Flies aged for 3–5 days were dissected in 1 × PBS for the intestine, thorax and brain. The dissected tissues were then fixed with 4% PFA for 20 minutes and washed with 0.1% PBST 2 times for 5 minutes. The tissue was permeabilized for 10 minutes with 0.5% PBST on a nutator. The permeabilized tissue was washed with 0.1% PBST 3 times for 5 minutes and incubated with 3% bovine serum albumin in 0.1% PBST for 30 minutes at room temperature (RT). Primary antibodies including anti-mouse Mst antibody (Santacruz, sc-13568, 1:200), anti-mouse tubulin antibody (Abcam, ab6046, 1:200), and anti-mouse myosin heavy chain antibody (DSHB, ALD-58, 1:100) were treated with the noted ratios for overnight at 4 °C. On the next day, the primary antibody solution was discarded and the tissues were washed by nutating in 0.1% PBST 3 times for 5 minutes and the following solutions were treated for 2 hours at RT in dark: anti-mouse Alexa fluor 647 (1:200), anti-phalloidin antibodies conjugated with FITC and TRITC (1:200), and Hoechst (1:400). The tissues were washed in 0.1% PBST 3 times, and then washed in PBS once for 5 minutes and mounted on a slide glass with SlowFade mounting solution (Invitrogen, CA, ID: S36936).

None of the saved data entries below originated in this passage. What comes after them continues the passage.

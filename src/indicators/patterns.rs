// =============================================================================
// Candle Pattern Recognition
// =============================================================================
//
// Examines the last three candles and classifies the most recent formation.
// Detection runs in a fixed priority order — the first match wins:
//
//   bullish_engulfing, bearish_engulfing, doji, hammer, shooting_star,
//   pin_bar_bullish, pin_bar_bearish, morning_star, evening_star
//
// Thresholds:
//   doji              body <= 10% of range
//   hammer / star     dominant wick >= 2x body, close in the far half
//   pin bar           wick >= 66% of range
//   morning/evening   trend bar + small middle body + reversal bar closing
//                     past the midpoint of the first

use crate::types::{Candle, CandlePattern};

fn upper_wick(c: &Candle) -> f64 {
    c.high - c.open.max(c.close)
}

fn lower_wick(c: &Candle) -> f64 {
    c.open.min(c.close) - c.low
}

fn is_doji(c: &Candle) -> bool {
    let range = c.range();
    range > 0.0 && c.body() <= range * 0.10
}

fn is_small_body(c: &Candle) -> bool {
    let range = c.range();
    range > 0.0 && c.body() <= range * 0.30
}

/// Detect the candle pattern formed by the tail of `candles`, if any.
///
/// Needs at least 2 candles for the two-bar patterns; three-bar stars only
/// fire with 3 or more. Returns `None` for short input or no match.
pub fn detect_pattern(candles: &[Candle]) -> Option<CandlePattern> {
    if candles.len() < 2 {
        return None;
    }

    let last = &candles[candles.len() - 1];
    let prev = &candles[candles.len() - 2];
    let third = if candles.len() >= 3 {
        Some(&candles[candles.len() - 3])
    } else {
        None
    };

    // -- Engulfing pairs ------------------------------------------------------
    if prev.is_bearish()
        && last.is_bullish()
        && last.open <= prev.close
        && last.close >= prev.open
    {
        return Some(CandlePattern::BullishEngulfing);
    }
    if prev.is_bullish()
        && last.is_bearish()
        && last.open >= prev.close
        && last.close <= prev.open
    {
        return Some(CandlePattern::BearishEngulfing);
    }

    // -- Single-bar indecision / rejection ------------------------------------
    if is_doji(last) {
        return Some(CandlePattern::Doji);
    }

    let body = last.body();
    if body > 0.0 {
        let lower = lower_wick(last);
        let upper = upper_wick(last);
        let midpoint = last.low + last.range() / 2.0;

        if lower >= body * 2.0 && upper <= body && last.close >= midpoint {
            return Some(CandlePattern::Hammer);
        }
        if upper >= body * 2.0 && lower <= body && last.close <= midpoint {
            return Some(CandlePattern::ShootingStar);
        }
    }

    let range = last.range();
    if range > 0.0 {
        if lower_wick(last) >= range * 0.66 {
            return Some(CandlePattern::PinBarBullish);
        }
        if upper_wick(last) >= range * 0.66 {
            return Some(CandlePattern::PinBarBearish);
        }
    }

    // -- Three-bar stars ------------------------------------------------------
    if let Some(first) = third {
        let first_mid = (first.open + first.close) / 2.0;
        if first.is_bearish()
            && is_small_body(prev)
            && last.is_bullish()
            && last.close > first_mid
        {
            return Some(CandlePattern::MorningStar);
        }
        if first.is_bullish()
            && is_small_body(prev)
            && last.is_bearish()
            && last.close < first_mid
        {
            return Some(CandlePattern::EveningStar);
        }
    }

    None
}

// =============================================================================
// Unit Tests
// =============================================================================
#[cfg(test)]
mod tests {
    use super::*;

    fn candle(open: f64, high: f64, low: f64, close: f64) -> Candle {
        Candle {
            timestamp: 0,
            open,
            high,
            low,
            close,
            volume: 0.0,
        }
    }

    /// A featureless bar that matches nothing on its own.
    fn plain(level: f64) -> Candle {
        candle(level, level + 1.0, level - 0.2, level + 0.8)
    }

    #[test]
    fn too_few_candles_is_none() {
        assert_eq!(detect_pattern(&[]), None);
        assert_eq!(detect_pattern(&[plain(100.0)]), None);
    }

    #[test]
    fn bullish_engulfing() {
        let candles = vec![
            plain(100.0),
            candle(101.0, 101.2, 99.8, 100.0),  // bearish
            candle(99.9, 101.6, 99.7, 101.4),   // bullish, engulfs prev body
        ];
        assert_eq!(detect_pattern(&candles), Some(CandlePattern::BullishEngulfing));
    }

    #[test]
    fn bearish_engulfing() {
        let candles = vec![
            plain(100.0),
            candle(100.0, 101.2, 99.8, 101.0),  // bullish
            candle(101.1, 101.3, 99.5, 99.8),   // bearish, engulfs prev body
        ];
        assert_eq!(detect_pattern(&candles), Some(CandlePattern::BearishEngulfing));
    }

    #[test]
    fn doji() {
        let candles = vec![
            plain(100.0),
            plain(100.0),
            candle(100.0, 101.0, 99.0, 100.05), // body 0.05 of range 2.0
        ];
        assert_eq!(detect_pattern(&candles), Some(CandlePattern::Doji));
    }

    #[test]
    fn hammer() {
        // Long lower wick, tiny upper wick, close in the upper half.
        let candles = vec![
            plain(100.0),
            plain(100.0),
            candle(100.0, 100.5, 98.0, 100.4),
        ];
        assert_eq!(detect_pattern(&candles), Some(CandlePattern::Hammer));
    }

    #[test]
    fn shooting_star() {
        let candles = vec![
            plain(100.0),
            plain(100.0),
            candle(100.0, 102.0, 99.5, 99.6),
        ];
        assert_eq!(detect_pattern(&candles), Some(CandlePattern::ShootingStar));
    }

    #[test]
    fn engulfing_wins_priority_over_doji() {
        // The last bar qualifies as a doji (body exactly 10% of range) AND
        // engulfs the previous bearish body — engulfing is checked first.
        let candles = vec![
            plain(100.0),
            candle(100.3, 100.4, 100.1, 100.2), // small bearish
            candle(100.1, 102.0, 98.0, 100.5),  // wide-range bullish engulfing
        ];
        assert_eq!(detect_pattern(&candles), Some(CandlePattern::BullishEngulfing));
    }

    #[test]
    fn morning_star() {
        let candles = vec![
            candle(102.0, 102.2, 99.8, 100.0),   // strong bearish
            candle(99.9, 100.4, 99.6, 100.05),   // small body, above the doji cutoff
            candle(100.1, 101.8, 100.0, 101.6),  // strong bullish past midpoint 101.0
        ];
        assert_eq!(detect_pattern(&candles), Some(CandlePattern::MorningStar));
    }

    #[test]
    fn evening_star() {
        let candles = vec![
            candle(100.0, 102.2, 99.9, 102.0),   // strong bullish
            candle(102.1, 102.6, 101.8, 102.3),  // small body
            candle(102.2, 102.3, 100.2, 100.4),  // strong bearish below midpoint 101.0
        ];
        assert_eq!(detect_pattern(&candles), Some(CandlePattern::EveningStar));
    }

    #[test]
    fn no_pattern_on_plain_bars() {
        let candles = vec![plain(100.0), plain(100.5), plain(101.0)];
        assert_eq!(detect_pattern(&candles), None);
    }
}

Immunoblotting using fly intestine

Prior to blotting, the intestines from fifteen flies aged 5–8 days were prepared in Triton X-100 lysis buffer (20 mM Tris-Cl pH 7.5, 100 mM NaCl, 1 mM Na₂VO_4, 1 mM EDTA, 1 mM EGTA, 50 mM β-glycerolphosphate, 50 mM NaF, 1% Trition X-100 (v/v), 1 mM PMSF, 10 g/mL leupeptin, and 1 g/mL pepstatin A). The intestines were homogenized, and lysates were subjected to SDS-PAGE analysis according to standard procedure. The immunoblots were developed and visualized using LAS-4000 (Fuji Film, Japan).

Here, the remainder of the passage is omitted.